▶ What is being asked: Select from the data all lines with the word "derive".
*** Extracted records Section Begins ***
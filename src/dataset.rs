//! Experiment datasets: task metrics, participant profiles and their join
//!
//! Headers are the ones exported by the experiment forms and are matched
//! exactly. Numeric cells may use a decimal comma (`1,5`). When every ID in a
//! file is a number, IDs are compared by value, so `01` and `1` join.

use std::collections::HashMap;
use std::path::Path;

use serde::Serialize;

use crate::csv_input::CsvTable;
use crate::error::{AnalysisError, Result};

/// Tool label of the automated refactoring tool
pub const SMART_REFACTOR: &str = "SmartRefactor";
/// Tool label of the manual Eclipse workflow
pub const TRADITIONAL: &str = "Tradicional";

/// Metrics file headers
pub mod metrics_columns {
    pub const ID: &str = "ID";
    pub const TIME: &str = "Tempo (h)";
    pub const LOC: &str = "LOC Modificadas";
    pub const ERRORS: &str = "Erros Funcionais";
    pub const DESIGN: &str = "Problemas de Design";
    pub const TOOL: &str = "Ferramenta";
}

/// Profile file headers
pub mod profile_columns {
    pub const ID: &str = "ID";
    pub const EDUCATION: &str = "Formacao";
    pub const EXPERIENCE: &str = "Experiencia";
    pub const REFACTORING_KNOWLEDGE: &str = "Conhecimento_Refatoracao";
    pub const JAVA_KNOWLEDGE: &str = "Conhecimento_Java";
}

/// One task outcome for one participant
#[derive(Debug, Clone, PartialEq, Serialize)]
pub struct MetricRecord {
    pub id: String,
    pub time_hours: Option<f64>,
    pub lines_modified: Option<f64>,
    pub functional_errors: Option<f64>,
    pub design_issues: Option<f64>,
    pub tool: String,
}

/// Background of one participant
#[derive(Debug, Clone, PartialEq, Eq, Default, Serialize)]
pub struct ProfileRecord {
    pub id: String,
    pub education: Option<String>,
    pub experience: Option<String>,
    pub refactoring_knowledge: Option<String>,
    pub java_knowledge: Option<String>,
}

/// Metrics row joined with its participant's profile (if any)
#[derive(Debug, Clone, PartialEq, Serialize)]
pub struct ParticipantRecord {
    pub metrics: MetricRecord,
    pub profile: Option<ProfileRecord>,
}

/// Outcome metrics compared between tools
#[derive(Debug, Clone, Copy, PartialEq, Eq, Hash)]
pub enum Metric {
    TimeHours,
    FunctionalErrors,
    DesignIssues,
}

impl Metric {
    pub const ALL: [Metric; 3] = [
        Metric::TimeHours,
        Metric::FunctionalErrors,
        Metric::DesignIssues,
    ];

    /// Short key used in file names (`boxplot_<key>.png`)
    pub fn key(self) -> &'static str {
        match self {
            Metric::TimeHours => "tempo_h",
            Metric::FunctionalErrors => "erros",
            Metric::DesignIssues => "design",
        }
    }

    /// Human label used in tables and chart axes
    pub fn label(self) -> &'static str {
        match self {
            Metric::TimeHours => metrics_columns::TIME,
            Metric::FunctionalErrors => metrics_columns::ERRORS,
            Metric::DesignIssues => metrics_columns::DESIGN,
        }
    }

    /// Value of this metric for a record; `None` when missing
    pub fn value(self, record: &MetricRecord) -> Option<f64> {
        let value = match self {
            Metric::TimeHours => record.time_hours,
            Metric::FunctionalErrors => record.functional_errors,
            Metric::DesignIssues => record.design_issues,
        };
        value.filter(|v| !v.is_nan())
    }
}

/// Parse a number that may use a decimal comma
pub fn parse_decimal(raw: &str) -> Option<f64> {
    let normalized = raw.trim().replace(',', ".");
    if normalized.is_empty() {
        return None;
    }
    normalized.parse::<f64>().ok()
}

/// Blank cells are missing; any other text must parse
fn strict_number(raw: &str, column: &str, row: usize) -> Result<Option<f64>> {
    if raw.trim().is_empty() {
        return Ok(None);
    }
    parse_decimal(raw)
        .map(Some)
        .ok_or_else(|| AnalysisError::InvalidNumber {
            column: column.to_string(),
            row,
            value: raw.to_string(),
        })
}

/// Canonical IDs for one column
///
/// If every non-blank ID parses as a number, each is rewritten from its value
/// (`01` -> `1`, `2.50` -> `2.5`); otherwise IDs are only trimmed.
fn normalize_ids<'a>(raw: impl Iterator<Item = &'a str>) -> Vec<String> {
    let trimmed: Vec<&str> = raw.map(str::trim).collect();
    let numeric: Option<Vec<Option<f64>>> = trimmed
        .iter()
        .map(|id| {
            if id.is_empty() {
                Some(None)
            } else {
                id.parse::<f64>().ok().filter(|v| v.is_finite()).map(Some)
            }
        })
        .collect();

    match numeric {
        Some(values) if values.iter().any(Option::is_some) => values
            .into_iter()
            .map(|value| match value {
                Some(v) if v.fract() == 0.0 && v.abs() < 1e15 => format!("{}", v as i64),
                Some(v) => v.to_string(),
                None => String::new(),
            })
            .collect(),
        _ => trimmed.into_iter().map(str::to_string).collect(),
    }
}

fn optional_text(raw: &str) -> Option<String> {
    let trimmed = raw.trim();
    (!trimmed.is_empty()).then(|| trimmed.to_string())
}

/// Load the task metrics file
pub fn load_metrics(path: &Path) -> Result<Vec<MetricRecord>> {
    metrics_from_table(&CsvTable::from_path(path)?)
}

/// Normalize a parsed metrics table
///
/// Time and LOC are missing when blank and must otherwise be numeric; error
/// and design counts are coerced, with unparseable cells becoming missing.
pub fn metrics_from_table(table: &CsvTable) -> Result<Vec<MetricRecord>> {
    use metrics_columns::*;

    let id = table.column_index(ID)?;
    let time = table.column_index(TIME)?;
    let loc = table.column_index(LOC)?;
    let errors = table.column_index(ERRORS)?;
    let design = table.column_index(DESIGN)?;
    let tool = table.column_index(TOOL)?;
    let ids = normalize_ids(table.rows().iter().map(|row| row[id].as_str()));

    table
        .rows()
        .iter()
        .zip(ids)
        .enumerate()
        .map(|(i, (row, id))| -> Result<MetricRecord> {
            // 1-based data row, header excluded
            let row_no = i + 1;
            Ok(MetricRecord {
                id,
                time_hours: strict_number(&row[time], TIME, row_no)?,
                lines_modified: strict_number(&row[loc], LOC, row_no)?,
                functional_errors: parse_decimal(&row[errors]),
                design_issues: parse_decimal(&row[design]),
                tool: row[tool].trim().to_string(),
            })
        })
        .collect()
}

/// Load the participant profile file
pub fn load_profiles(path: &Path) -> Result<Vec<ProfileRecord>> {
    profiles_from_table(&CsvTable::from_path(path)?)
}

/// Normalize a parsed profile table
pub fn profiles_from_table(table: &CsvTable) -> Result<Vec<ProfileRecord>> {
    use profile_columns::*;

    let id = table.column_index(ID)?;
    let education = table.column_index(EDUCATION)?;
    let experience = table.column_index(EXPERIENCE)?;
    let refactoring = table.column_index(REFACTORING_KNOWLEDGE)?;
    let java = table.column_index(JAVA_KNOWLEDGE)?;
    let ids = normalize_ids(table.rows().iter().map(|row| row[id].as_str()));

    Ok(table
        .rows()
        .iter()
        .zip(ids)
        .map(|(row, id)| ProfileRecord {
            id,
            education: optional_text(&row[education]),
            experience: optional_text(&row[experience]),
            refactoring_knowledge: optional_text(&row[refactoring]),
            java_knowledge: optional_text(&row[java]),
        })
        .collect())
}

/// Left join metrics with profiles on participant ID
///
/// Every metrics row survives. A participant listed twice in the profile file
/// yields one joined row per profile entry.
pub fn join_profiles(
    metrics: &[MetricRecord],
    profiles: &[ProfileRecord],
) -> Vec<ParticipantRecord> {
    let mut by_id: HashMap<&str, Vec<&ProfileRecord>> = HashMap::new();
    for profile in profiles {
        by_id.entry(profile.id.as_str()).or_default().push(profile);
    }

    let mut joined = Vec::with_capacity(metrics.len());
    for record in metrics {
        match by_id.get(record.id.as_str()) {
            Some(matches) => {
                for profile in matches {
                    joined.push(ParticipantRecord {
                        metrics: record.clone(),
                        profile: Some((*profile).clone()),
                    });
                }
            }
            None => {
                tracing::warn!("No profile found for participant {}", record.id);
                joined.push(ParticipantRecord {
                    metrics: record.clone(),
                    profile: None,
                });
            }
        }
    }
    joined
}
*** Extracted records Section Ends ***
▶ The completed task:
#[derive(Debug, Clone, PartialEq, Serialize)]
#[derive(Debug, Clone, PartialEq, Eq, Default, Serialize)]
#[derive(Debug, Clone, PartialEq, Serialize)]
#[derive(Debug, Clone, Copy, PartialEq, Eq, Hash)]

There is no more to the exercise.